Honestly, specifying a pressure cutoff is what saves it from being a situation where things break. It's equivalent to saying e.g. that the cup works by opening a portal to an infinite, gravity-less plane of water which is uniformly pressurized at 10 atm, where the portal radius adapts to the pressure differential within the geometry of the cup so as to limit flow through the portal to no more than 1 liter per second. So when the environmental pressure is 10atm, no fluid flows through the portal; and if the environmental pressure were, say, 20atm then you'd get back-flow; and so on.

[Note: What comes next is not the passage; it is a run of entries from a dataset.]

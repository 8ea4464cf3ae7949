//! Error types for the Quill parser.
//!
//! Every diagnostic the scanner, parser or regexp translator produces is a
//! positioned [`ParseError`].  Errors are never built directly: they are
//! created through an [`ErrorHandler`], which also decides whether a
//! *tolerable* error aborts the parse or is recorded and skipped.

use thiserror::Error;
use tracing::debug;

/// Broad classification of a [`ParseError`].
#[derive(Debug, Clone, Copy, PartialEq, Eq, Hash)]
pub enum ErrorKind {
    /// Malformed token: bad escape, unterminated literal, stray character.
    Lexical,
    /// Grammar violation detected while parsing.
    Syntax,
    /// A construct accepted tentatively and invalidated once strict mode
    /// became known (restricted parameter names, octal literals, …).
    Strict,
    /// Structurally invalid regular-expression pattern or flags.
    RegExp,
    /// A valid regular expression the host engine cannot represent.
    Conversion,
    /// A resource bound (nesting depth) was exceeded.
    Limit,
}

/// A positioned diagnostic.
#[derive(Debug, Clone, PartialEq, Eq, Error)]
#[error("Line {line}: {description}")]
pub struct ParseError {
    /// Byte offset into the source.
    pub index: usize,
    /// 1-based line number.
    pub line: u32,
    /// 1-based column number.
    pub column: u32,
    /// Human-readable description.
    pub description: String,
    /// Error classification.
    pub kind: ErrorKind,
}

/// All errors that can be produced by the Quill front end.
#[derive(Debug, Error)]
pub enum QuillError {
    /// A fatal parse error.
    #[error(transparent)]
    Parse(#[from] ParseError),

    /// An internal invariant was broken.  Never produced for any input.
    #[error("internal error: {0}")]
    Internal(String),
}

impl QuillError {
    /// Returns the underlying [`ParseError`], if any.
    pub fn as_parse_error(&self) -> Option<&ParseError> {
        match self {
            QuillError::Parse(e) => Some(e),
            QuillError::Internal(_) => None,
        }
    }
}

/// Convenient `Result` alias for fallible front-end operations.
pub type QuillResult<T> = Result<T, QuillError>;

// ─────────────────────────────────────────────────────────────────────────────
// ErrorHandler
// ─────────────────────────────────────────────────────────────────────────────

/// Creates errors and applies the fatal-versus-tolerant policy.
///
/// The scanner and parser call [`create_error`](Self::create_error) for
/// errors that always abort, and [`tolerate_error`](Self::tolerate_error) /
/// [`tolerate`](Self::tolerate) for errors a tolerant front end may skip.
pub trait ErrorHandler {
    /// Build a positioned error.
    fn create_error(
        &self,
        index: usize,
        line: u32,
        column: u32,
        description: &str,
        kind: ErrorKind,
    ) -> ParseError {
        ParseError {
            index,
            line,
            column,
            description: description.to_string(),
            kind,
        }
    }

    /// Record `error`, or hand it back when this handler does not tolerate
    /// errors.  The caller propagates a returned error as fatal.
    fn tolerate(&mut self, error: ParseError) -> Result<(), ParseError>;

    /// [`create_error`](Self::create_error) followed by
    /// [`tolerate`](Self::tolerate).
    fn tolerate_error(
        &mut self,
        index: usize,
        line: u32,
        column: u32,
        description: &str,
        kind: ErrorKind,
    ) -> Result<(), ParseError> {
        let error = self.create_error(index, line, column, description, kind);
        self.tolerate(error)
    }

    /// Whether tolerable errors are recorded instead of returned.
    fn is_tolerant(&self) -> bool;

    /// Errors recorded so far.
    fn errors(&self) -> &[ParseError];
}

/// The default [`ErrorHandler`]: records tolerated errors in order.
#[derive(Debug, Default, Clone)]
pub struct ErrorCollector {
    tolerant: bool,
    errors: Vec<ParseError>,
}

impl ErrorCollector {
    /// Create a collector.  When `tolerant` is `false` every tolerable error
    /// is returned to the caller instead of being recorded.
    pub fn new(tolerant: bool) -> Self {
        Self {
            tolerant,
            errors: Vec::new(),
        }
    }
}

impl ErrorHandler for ErrorCollector {
    fn tolerate(&mut self, error: ParseError) -> Result<(), ParseError> {
        if !self.tolerant {
            return Err(error);
        }
        debug!(
            line = error.line,
            column = error.column,
            kind = ?error.kind,
            "tolerated: {}",
            error.description
        );
        self.errors.push(error);
        Ok(())
    }

    fn is_tolerant(&self) -> bool {
        self.tolerant
    }

    fn errors(&self) -> &[ParseError] {
        &self.errors
    }
}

On the other hand, a magic item that says 'this cup produces 1 liter of water per second' can produce e.g. pressures equal to those at the core of the earth (you'll be waiting a long time for that neutronium...) when combined with the force cage setup, because it doesn't recognize that the amount of energy needed to inject a liter of water into a situation isn't constant or specify that the effect is limited in the size of the forces and energies it could produce.

Of course, forgetting about the cup, you can certainly get yourself in trouble by having two force cages collide with each-other (by e.g. being anchored to different reference frames, or by being in a reference frame where the geometry of the force cage would be distorted such as the surface of a 2 meter radius rapidly rotating asteroid). So it's always good to have cutoffs in mind for these things.

Rabidmuskrat
2018-09-12, 03:02 AM
The water does not compress due to the weight of water on top of it, it is compressing because there is more stuff inside a fixed space than what would fit at 1 atmosphere.

What would happen is the following:
If the cube was a vacuum, the initial water would immediately vaporize due to the low pressure, turning into a gas.
Regardless of whether there was a vacuum or not, the pressure would increase as more water is added and the gas starts to be compressed.
At the time the water fills the cube, the pressure would spike upwards. Water is being compressed as more water is added and the pressure inside the cube can be calculated based on how much the water has compressed.
It would not spike very far, however. After very little compression, the inside of the cube would reach 10 atm and the addition of more water would stop.

You have the equation backwards. You are not solving for compression, based on pressure, you are solving for pressure, based on compression.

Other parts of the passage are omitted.